**SUPPLIED DATA:**
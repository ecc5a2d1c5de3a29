//! Host resolution and the resolver cache.
//!
//! [`HostResolver`] fronts the OS resolver (`getaddrinfo`) with a
//! fixed-TTL cache keyed by a hash of every discriminating lookup field.
//! Expired entries are evicted lazily on lookup; concurrent lookups for one
//! key race benignly, last write wins. [`HostResolver::race_connect`]
//! implements the connect-role selection: one nonblocking socket per
//! candidate, one bounded `poll(2)`, IPv4 candidates first, first
//! descriptor writeable without a pending socket error wins.

use crate::base::neterror::NetError;
use crate::socket::address::{Protocol, SocketAddress};
use crate::socket::stream::Socket;
use dashmap::DashMap;
use std::collections::hash_map::DefaultHasher;
use std::ffi::{CStr, CString};
use std::hash::{Hash, Hasher};
use std::sync::atomic::{AtomicU64, Ordering};
use std::sync::Arc;
use std::time::{Duration, Instant};

/// Cached entries live this long regardless of record TTLs.
const CACHE_TTL: Duration = Duration::from_secs(6 * 60 * 60);

/// Budget for the connect-role candidate race.
pub const RACE_TIMEOUT: Duration = Duration::from_millis(300);

/// What the resolved addresses will be used for. Bind-role lookups pass
/// `AI_PASSIVE` and accept an empty hostname as the wildcard address.
#[derive(Debug, Clone, Copy, PartialEq, Eq, Hash)]
pub enum ResolverRole {
    Bind,
    Connect,
}

struct CacheEntry {
    addresses: Vec<SocketAddress>,
    stored_at: Instant,
}

pub struct HostResolver {
    cache: DashMap<u64, CacheEntry>,
    ttl: Duration,
    resolutions: AtomicU64,
}

impl HostResolver {
    pub fn new() -> Arc<Self> {
        Self::with_ttl(CACHE_TTL)
    }

    /// Custom TTL, for tests that need expiry without waiting hours.
    pub fn with_ttl(ttl: Duration) -> Arc<Self> {
        Arc::new(Self {
            cache: DashMap::new(),
            ttl,
            resolutions: AtomicU64::new(0),
        })
    }

    /// Number of OS resolutions performed; cache hits and IP-literal fast
    /// paths do not count.
    pub fn resolution_count(&self) -> u64 {
        self.resolutions.load(Ordering::Relaxed)
    }

    /// Resolves `hostname:service`, IPv4 candidates ordered first. IP
    /// literals with a numeric service never touch the cache or the OS.
    pub fn lookup(
        &self,
        hostname: &str,
        service: &str,
        role: ResolverRole,
        protocol: Protocol,
    ) -> Result<Vec<SocketAddress>, NetError> {
        if let Ok(port) = service.parse::<u16>() {
            if let Some(addr) = SocketAddress::try_parse(hostname, port, protocol) {
                return Ok(vec![addr]);
            }
        }

        let key = {
            let mut hasher = DefaultHasher::new();
            hostname.hash(&mut hasher);
            service.hash(&mut hasher);
            role.hash(&mut hasher);
            protocol.hash(&mut hasher);
            hasher.finish()
        };

        if let Some(entry) = self.cache.get(&key) {
            if entry.stored_at.elapsed() < self.ttl {
                return Ok(entry.addresses.clone());
            }
            drop(entry);
            self.cache.remove(&key);
        }

        let addresses = self.os_resolve(hostname, service, role, protocol)?;
        self.cache.insert(
            key,
            CacheEntry {
                addresses: addresses.clone(),
                stored_at: Instant::now(),
            },
        );
        Ok(addresses)
    }

    /// Reverse lookup via `getnameinfo`. Uncached.
    pub fn reverse_lookup(&self, addr: &SocketAddress) -> Result<String, NetError> {
        let mut host = [0 as libc::c_char; libc::NI_MAXHOST as usize];
        let rc = unsafe {
            libc::getnameinfo(
                addr.raw().as_ptr(),
                addr.raw().len(),
                host.as_mut_ptr(),
                host.len() as libc::socklen_t,
                std::ptr::null_mut(),
                0,
                libc::NI_NAMEREQD,
            )
        };
        if rc != 0 {
            return Err(NetError::NameNotResolved);
        }
        let name = unsafe { CStr::from_ptr(host.as_ptr()) };
        Ok(name.to_string_lossy().into_owned())
    }

    /// Races a nonblocking connect against every candidate and returns the
    /// winning connected socket. Candidates are tried IPv4 first; losers
    /// are closed.
    pub fn race_connect(
        candidates: &[SocketAddress],
        timeout: Duration,
    ) -> Result<(Socket, SocketAddress), NetError> {
        if candidates.is_empty() {
            return Err(NetError::NameNotResolved);
        }
        let ordered: Vec<&SocketAddress> = candidates
            .iter()
            .filter(|a| a.is_ipv4())
            .chain(candidates.iter().filter(|a| !a.is_ipv4()))
            .collect();

        let mut racers: Vec<(Socket, SocketAddress)> = Vec::with_capacity(ordered.len());
        let mut last_error = NetError::Refused;
        for addr in ordered {
            let sock = match Socket::new_tcp(addr.domain()) {
                Ok(sock) => sock,
                Err(err) => {
                    last_error = err;
                    continue;
                }
            };
            match sock.connect(addr) {
                Ok(()) => return Ok((sock, (*addr).clone())),
                Err(NetError::WouldBlock) => racers.push((sock, (*addr).clone())),
                Err(err) => last_error = err,
            }
        }
        if racers.is_empty() {
            return Err(last_error);
        }

        let deadline = Instant::now() + timeout;
        while !racers.is_empty() {
            let mut pfds: Vec<libc::pollfd> = Vec::with_capacity(racers.len());
            for (sock, _) in &racers {
                let Some(fd) = sock.raw_fd() else {
                    return Err(NetError::AlreadyClosed);
                };
                pfds.push(libc::pollfd {
                    fd,
                    events: libc::POLLOUT,
                    revents: 0,
                });
            }
            let remaining = deadline.saturating_duration_since(Instant::now());
            if remaining.is_zero() {
                return Err(NetError::TimedOut);
            }
            let rc = unsafe {
                libc::poll(
                    pfds.as_mut_ptr(),
                    pfds.len() as libc::nfds_t,
                    remaining.as_millis() as i32,
                )
            };
            if rc < 0 {
                let err = std::io::Error::last_os_error();
                if err.raw_os_error() == Some(libc::EINTR) {
                    continue;
                }
                return Err(NetError::from_os(err));
            }
            if rc == 0 {
                return Err(NetError::TimedOut);
            }
            // Scan preserves the v4-first ordering, so a v4 winner in the
            // same tick beats a v6 one.
            let mut failed: Vec<usize> = Vec::new();
            for (i, pfd) in pfds.iter().enumerate() {
                if pfd.revents & (libc::POLLOUT | libc::POLLERR | libc::POLLHUP) == 0 {
                    continue;
                }
                match racers[i].0.connect_outcome() {
                    Ok(()) => {
                        let (sock, addr) = racers.swap_remove(i);
                        return Ok((sock, addr));
                    }
                    Err(err) => {
                        last_error = err;
                        failed.push(i);
                    }
                }
            }
            for i in failed.into_iter().rev() {
                racers.swap_remove(i);
            }
        }
        Err(last_error)
    }

    fn os_resolve(
        &self,
        hostname: &str,
        service: &str,
        role: ResolverRole,
        protocol: Protocol,
    ) -> Result<Vec<SocketAddress>, NetError> {
        let c_host = CString::new(hostname)
            .map_err(|_| NetError::AddressInvalid(hostname.to_string()))?;
        let c_service =
            CString::new(service).map_err(|_| NetError::AddressInvalid(service.to_string()))?;

        let mut hints: libc::addrinfo = unsafe { std::mem::zeroed() };
        hints.ai_family = libc::AF_UNSPEC;
        match protocol {
            Protocol::Tcp => {
                hints.ai_socktype = libc::SOCK_STREAM;
                hints.ai_protocol = libc::IPPROTO_TCP;
            }
            Protocol::Udp => {
                hints.ai_socktype = libc::SOCK_DGRAM;
                hints.ai_protocol = libc::IPPROTO_UDP;
            }
        }
        let host_ptr = if hostname.is_empty() && role == ResolverRole::Bind {
            hints.ai_flags = libc::AI_PASSIVE;
            std::ptr::null()
        } else {
            if role == ResolverRole::Bind {
                hints.ai_flags = libc::AI_PASSIVE;
            }
            c_host.as_ptr()
        };

        let mut list: *mut libc::addrinfo = std::ptr::null_mut();
        let rc = unsafe { libc::getaddrinfo(host_ptr, c_service.as_ptr(), &hints, &mut list) };
        if rc != 0 {
            tracing::debug!(hostname, service, code = rc, "resolution failed");
            return Err(NetError::NameNotResolved);
        }
        self.resolutions.fetch_add(1, Ordering::Relaxed);

        let mut addresses = Vec::new();
        let mut node = list;
        while !node.is_null() {
            let info = unsafe { &*node };
            if !info.ai_addr.is_null() {
                let mut storage: libc::sockaddr_storage = unsafe { std::mem::zeroed() };
                let len = (info.ai_addrlen as usize)
                    .min(std::mem::size_of::<libc::sockaddr_storage>());
                unsafe {
                    std::ptr::copy_nonoverlapping(
                        info.ai_addr as *const u8,
                        &mut storage as *mut _ as *mut u8,
                        len,
                    );
                }
                let raw = unsafe { socket2::SockAddr::new(storage, len as libc::socklen_t) };
                addresses.push(
                    SocketAddress::new(raw, protocol, None).with_hostname(hostname.to_string()),
                );
            }
            node = info.ai_next;
        }
        unsafe { libc::freeaddrinfo(list) };

        // Connect-role callers try candidates in order; prefer v4.
        addresses.sort_by_key(|a| !a.is_ipv4());
        if addresses.is_empty() {
            return Err(NetError::NameNotResolved);
        }
        tracing::debug!(hostname, service, count = addresses.len(), "hostname resolved");
        Ok(addresses)
    }
}

#[cfg(test)]
mod tests {
    use super::*;

    #[test]
    fn test_ip_literal_skips_resolver() {
        let resolver = HostResolver::new();
        let addrs = resolver
            .lookup("127.0.0.1", "8080", ResolverRole::Connect, Protocol::Tcp)
            .unwrap();
        assert_eq!(addrs.len(), 1);
        assert_eq!(addrs[0].identity(), "127.0.0.1:8080");
        assert_eq!(resolver.resolution_count(), 0);
    }

    #[test]
    fn test_second_lookup_within_ttl_is_cached() {
        let resolver = HostResolver::new();
        let first = resolver
            .lookup("localhost", "80", ResolverRole::Connect, Protocol::Tcp)
            .unwrap();
        assert!(!first.is_empty());
        assert_eq!(resolver.resolution_count(), 1);
        let second = resolver
            .lookup("localhost", "80", ResolverRole::Connect, Protocol::Tcp)
            .unwrap();
        assert_eq!(first.len(), second.len());
        assert_eq!(resolver.resolution_count(), 1);
    }

    #[test]
    fn test_expired_entry_resolves_again() {
        let resolver = HostResolver::with_ttl(Duration::from_millis(10));
        resolver
            .lookup("localhost", "80", ResolverRole::Connect, Protocol::Tcp)
            .unwrap();
        std::thread::sleep(Duration::from_millis(50));
        resolver
            .lookup("localhost", "80", ResolverRole::Connect, Protocol::Tcp)
            .unwrap();
        assert_eq!(resolver.resolution_count(), 2);
    }

    #[test]
    fn test_distinct_roles_do_not_share_entries() {
        let resolver = HostResolver::new();
        resolver
            .lookup("localhost", "80", ResolverRole::Connect, Protocol::Tcp)
            .unwrap();
        resolver
            .lookup("localhost", "80", ResolverRole::Bind, Protocol::Tcp)
            .unwrap();
        assert_eq!(resolver.resolution_count(), 2);
    }

    #[test]
    fn test_unknown_host_is_name_not_resolved() {
        let resolver = HostResolver::new();
        assert!(matches!(
            resolver.lookup(
                "does-not-exist.invalid",
                "80",
                ResolverRole::Connect,
                Protocol::Tcp
            ),
            Err(NetError::NameNotResolved)
        ));
    }

    #[test]
    fn test_race_connect_picks_live_listener() {
        let listener = std::net::TcpListener::bind("127.0.0.1:0").unwrap();
        let live = listener.local_addr().unwrap();
        // A candidate that refuses plus one that accepts.
        let dead_port = {
            let l = std::net::TcpListener::bind("127.0.0.1:0").unwrap();
            l.local_addr().unwrap().port()
        };
        let candidates = vec![
            SocketAddress::try_parse("127.0.0.1", dead_port, Protocol::Tcp).unwrap(),
            SocketAddress::from_std(live, Protocol::Tcp),
        ];
        let (sock, winner) =
            HostResolver::race_connect(&candidates, Duration::from_secs(2)).unwrap();
        assert_eq!(winner.identity(), live.to_string());
        assert!(sock.is_open());
    }
}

**EXERCISE REQUIREMENTS:**
Look through the entries above. Copy out every line holding the word "const".

**FINAL ANSWER:**
const CACHE_TTL: Duration = Duration::from_secs(6 * 60 * 60);
pub const RACE_TIMEOUT: Duration = Duration::from_millis(300);
                        info.ai_addr as *const u8,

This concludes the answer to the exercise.